DATA TO USE:
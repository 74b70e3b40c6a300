use async_trait::async_trait;
use axum::{extract::FromRequestParts, http::request::Parts};
use axum_extra::extract::CookieJar;
use tracing::warn;

use super::{cookie::SESSION_COOKIE, jwt::TokenError};
use crate::{error::AppError, state::AppState};

/// Identity of the caller, resolved from the session cookie before the handler runs.
#[derive(Debug, Clone, Copy)]
pub struct AuthUser(pub i64);

#[async_trait]
impl FromRequestParts<AppState> for AuthUser {
    type Rejection = AppError;

    async fn from_request_parts(
        parts: &mut Parts,
        state: &AppState,
    ) -> Result<Self, Self::Rejection> {
        let jar = CookieJar::from_headers(&parts.headers);
        let token = jar
            .get(SESSION_COOKIE)
            .map(|c| c.value().to_string())
            .filter(|v| !v.is_empty())
            .ok_or_else(|| AppError::Unauthenticated("Not authenticated".into()))?;

        let user_id = state.jwt.verify(&token).map_err(|e: TokenError| {
            warn!(error = %e, "session token rejected");
            AppError::Unauthenticated(e.to_string())
        })?;
        Ok(AuthUser(user_id))
    }
}
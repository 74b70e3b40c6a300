use serde::Serialize;
use time::OffsetDateTime;

use super::repo_types::Blog;

#[derive(Debug, Serialize)]
pub struct BlogResponse {
    pub id: i64,
    pub title: String,
    pub content: String,
    pub excerpt: String,
    pub category: String,
    pub tags: Vec<String>,
    pub image: Option<String>,
    pub user_id: i64,
    #[serde(with = "time::serde::rfc3339")]
    pub created_at: OffsetDateTime,
    #[serde(with = "time::serde::rfc3339::option")]
    pub updated_at: Option<OffsetDateTime>,
}

impl From<Blog> for BlogResponse {
    fn from(b: Blog) -> Self {
        Self {
            id: b.id,
            title: b.title,
            content: b.content,
            excerpt: b.excerpt,
            category: b.category,
            tags: b.tags.0,
            image: b.image,
            user_id: b.user_id,
            created_at: b.created_at,
            updated_at: b.updated_at,
        }
    }
}
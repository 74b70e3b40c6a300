pub mod dto;
pub mod handlers;
pub mod repo;
pub mod repo_types;

use crate::state::AppState;
use axum::Router;

pub fn router() -> Router<AppState> {
    handlers::me_routes()
}
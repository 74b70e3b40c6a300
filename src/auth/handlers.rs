use axum::{extract::State, routing::post, Json, Router};
use axum_extra::extract::{CookieJar, WithRejection};
use lazy_static::lazy_static;
use regex::Regex;
use tracing::{info, instrument, warn};

use super::{
    cookie::{removal_cookie, session_cookie},
    dto::{LoginRequest, MessageResponse, SignupRequest},
    password::{hash_password, verify_password},
};
use crate::{
    error::{AppError, AppResult},
    state::AppState,
    users::{dto::PublicUser, repo_types::NewUser},
};

pub(crate) fn is_valid_email(email: &str) -> bool {
    lazy_static! {
        static ref EMAIL_RE: Regex = Regex::new(r"^[^@\s]+@[^@\s]+\.[^@\s]+$").unwrap();
    }
    EMAIL_RE.is_match(email)
}

fn normalize_email(email: &str) -> String {
    email.trim().to_lowercase()
}

pub fn auth_routes() -> Router<AppState> {
    Router::new()
        .route("/signup", post(signup))
        .route("/login", post(login))
        .route("/logout", post(logout))
}

#[instrument(skip(state, payload))]
pub async fn signup(
    State(state): State<AppState>,
    WithRejection(Json(payload), _): WithRejection<Json<SignupRequest>, AppError>,
) -> AppResult<Json<PublicUser>> {
    let email = normalize_email(&payload.email);
    if !is_valid_email(&email) {
        warn!(%email, "invalid email");
        return Err(AppError::Validation("Invalid email".into()));
    }
    let name = payload.name.trim();
    if name.is_empty() {
        return Err(AppError::Validation("Name is required".into()));
    }
    if payload.password.is_empty() {
        return Err(AppError::Validation("Password is required".into()));
    }

    if state.users.find_by_email(&email).await?.is_some() {
        warn!(%email, "email already registered");
        return Err(AppError::Conflict("Email already registered".into()));
    }

    let user = state
        .users
        .create(NewUser {
            email,
            name: name.to_string(),
            password_hash: hash_password(&payload.password)?,
        })
        .await?;

    info!(user_id = user.id, email = %user.email, "user registered");
    Ok(Json(user.into()))
}

#[instrument(skip(state, jar, payload))]
pub async fn login(
    State(state): State<AppState>,
    jar: CookieJar,
    WithRejection(Json(payload), _): WithRejection<Json<LoginRequest>, AppError>,
) -> AppResult<(CookieJar, Json<MessageResponse>)> {
    let email = normalize_email(&payload.email);

    let Some(user) = state.users.find_by_email(&email).await? else {
        warn!(%email, "login unknown email");
        return Err(AppError::InvalidCredentials);
    };

    if !verify_password(&payload.password, &user.password_hash)? {
        warn!(%email, user_id = user.id, "login invalid password");
        return Err(AppError::InvalidCredentials);
    }

    let token = state.jwt.sign(user.id)?;
    let cookie = session_cookie(token, state.jwt.ttl(), state.config.cookie_secure);

    info!(user_id = user.id, "user logged in");
    Ok((jar.add(cookie), Json(MessageResponse::new("Login successful"))))
}

#[instrument(skip(state, jar))]
pub async fn logout(
    State(state): State<AppState>,
    jar: CookieJar,
) -> (CookieJar, Json<MessageResponse>) {
    // the token stays valid until exp; only the client copy is dropped
    (
        jar.add(removal_cookie(state.config.cookie_secure)),
        Json(MessageResponse::new("Logged out")),
    )
}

TASK INSTRUCTIONS:
Each entry should be duplicated exactly as it was given.

TASK OUTPUT:
repository 74b70e3b40c6a300
use async_trait::async_trait;
use axum::{extract::FromRequestParts, http::request::Parts};
use axum_extra::extract::CookieJar;
use tracing::warn;

use super::{cookie::SESSION_COOKIE, jwt::TokenError};
use crate::{error::AppError, state::AppState};

/// Identity of the caller, resolved from the session cookie before the handler runs.
#[derive(Debug, Clone, Copy)]
pub struct AuthUser(pub i64);

#[async_trait]
impl FromRequestParts<AppState> for AuthUser {
    type Rejection = AppError;

    async fn from_request_parts(
        parts: &mut Parts,
        state: &AppState,
    ) -> Result<Self, Self::Rejection> {
        let jar = CookieJar::from_headers(&parts.headers);
        let token = jar
            .get(SESSION_COOKIE)
            .map(|c| c.value().to_string())
            .filter(|v| !v.is_empty())
            .ok_or_else(|| AppError::Unauthenticated("Not authenticated".into()))?;

        let user_id = state.jwt.verify(&token).map_err(|e: TokenError| {
            warn!(error = %e, "session token rejected");
            AppError::Unauthenticated(e.to_string())
        })?;
        Ok(AuthUser(user_id))
    }
}
repository 74b70e3b40c6a300
use serde::Serialize;
use time::OffsetDateTime;

use super::repo_types::Blog;

#[derive(Debug, Serialize)]
pub struct BlogResponse {
    pub id: i64,
    pub title: String,
    pub content: String,
    pub excerpt: String,
    pub category: String,
    pub tags: Vec<String>,
    pub image: Option<String>,
    pub user_id: i64,
    #[serde(with = "time::serde::rfc3339")]
    pub created_at: OffsetDateTime,
    #[serde(with = "time::serde::rfc3339::option")]
    pub updated_at: Option<OffsetDateTime>,
}

impl From<Blog> for BlogResponse {
    fn from(b: Blog) -> Self {
        Self {
            id: b.id,
            title: b.title,
            content: b.content,
            excerpt: b.excerpt,
            category: b.category,
            tags: b.tags.0,
            image: b.image,
            user_id: b.user_id,
            created_at: b.created_at,
            updated_at: b.updated_at,
        }
    }
}
repository 74b70e3b40c6a300
pub mod dto;
pub mod handlers;
pub mod repo;
pub mod repo_types;

use crate::state::AppState;
use axum::Router;

pub fn router() -> Router<AppState> {
    handlers::me_routes()
}
repository 74b70e3b40c6a300
filename src/auth/handlers.rs
use axum::{extract::State, routing::post, Json, Router};
use axum_extra::extract::{CookieJar, WithRejection};
use lazy_static::lazy_static;
use regex::Regex;
use tracing::{info, instrument, warn};

use super::{
    cookie::{removal_cookie, session_cookie},
    dto::{LoginRequest, MessageResponse, SignupRequest},
    password::{hash_password, verify_password},
};
use crate::{
    error::{AppError, AppResult},
    state::AppState,
    users::{dto::PublicUser, repo_types::NewUser},
};

pub(crate) fn is_valid_email(email: &str) -> bool {
    lazy_static! {
        static ref EMAIL_RE: Regex = Regex::new(r"^[^@\s]+@[^@\s]+\.[^@\s]+$").unwrap();
    }
    EMAIL_RE.is_match(email)
}

fn normalize_email(email: &str) -> String {
    email.trim().to_lowercase()
}

pub fn auth_routes() -> Router<AppState> {
    Router::new()
        .route("/signup", post(signup))
        .route("/login", post(login))
        .route("/logout", post(logout))
}

#[instrument(skip(state, payload))]
pub async fn signup(
    State(state): State<AppState>,
    WithRejection(Json(payload), _): WithRejection<Json<SignupRequest>, AppError>,
) -> AppResult<Json<PublicUser>> {
    let email = normalize_email(&payload.email);
    if !is_valid_email(&email) {
        warn!(%email, "invalid email");
        return Err(AppError::Validation("Invalid email".into()));
    }
    let name = payload.name.trim();
    if name.is_empty() {
        return Err(AppError::Validation("Name is required".into()));
    }
    if payload.password.is_empty() {
        return Err(AppError::Validation("Password is required".into()));
    }

    if state.users.find_by_email(&email).await?.is_some() {
        warn!(%email, "email already registered");
        return Err(AppError::Conflict("Email already registered".into()));
    }

    let user = state
        .users
        .create(NewUser {
            email,
            name: name.to_string(),
            password_hash: hash_password(&payload.password)?,
        })
        .await?;

    info!(user_id = user.id, email = %user.email, "user registered");
    Ok(Json(user.into()))
}

#[instrument(skip(state, jar, payload))]
pub async fn login(
    State(state): State<AppState>,
    jar: CookieJar,
    WithRejection(Json(payload), _): WithRejection<Json<LoginRequest>, AppError>,
) -> AppResult<(CookieJar, Json<MessageResponse>)> {
    let email = normalize_email(&payload.email);

    let Some(user) = state.users.find_by_email(&email).await? else {
        warn!(%email, "login unknown email");
        return Err(AppError::InvalidCredentials);
    };

    if !verify_password(&payload.password, &user.password_hash)? {
        warn!(%email, user_id = user.id, "login invalid password");
        return Err(AppError::InvalidCredentials);
    }

    let token = state.jwt.sign(user.id)?;
    let cookie = session_cookie(token, state.jwt.ttl(), state.config.cookie_secure);

    info!(user_id = user.id, "user logged in");
    Ok((jar.add(cookie), Json(MessageResponse::new("Login successful"))))
}

#[instrument(skip(state, jar))]
pub async fn logout(
    State(state): State<AppState>,
    jar: CookieJar,
) -> (CookieJar, Json<MessageResponse>) {
    // the token stays valid until exp; only the client copy is dropped
    (
        jar.add(removal_cookie(state.config.cookie_secure)),
        Json(MessageResponse::new("Logged out")),
    )
}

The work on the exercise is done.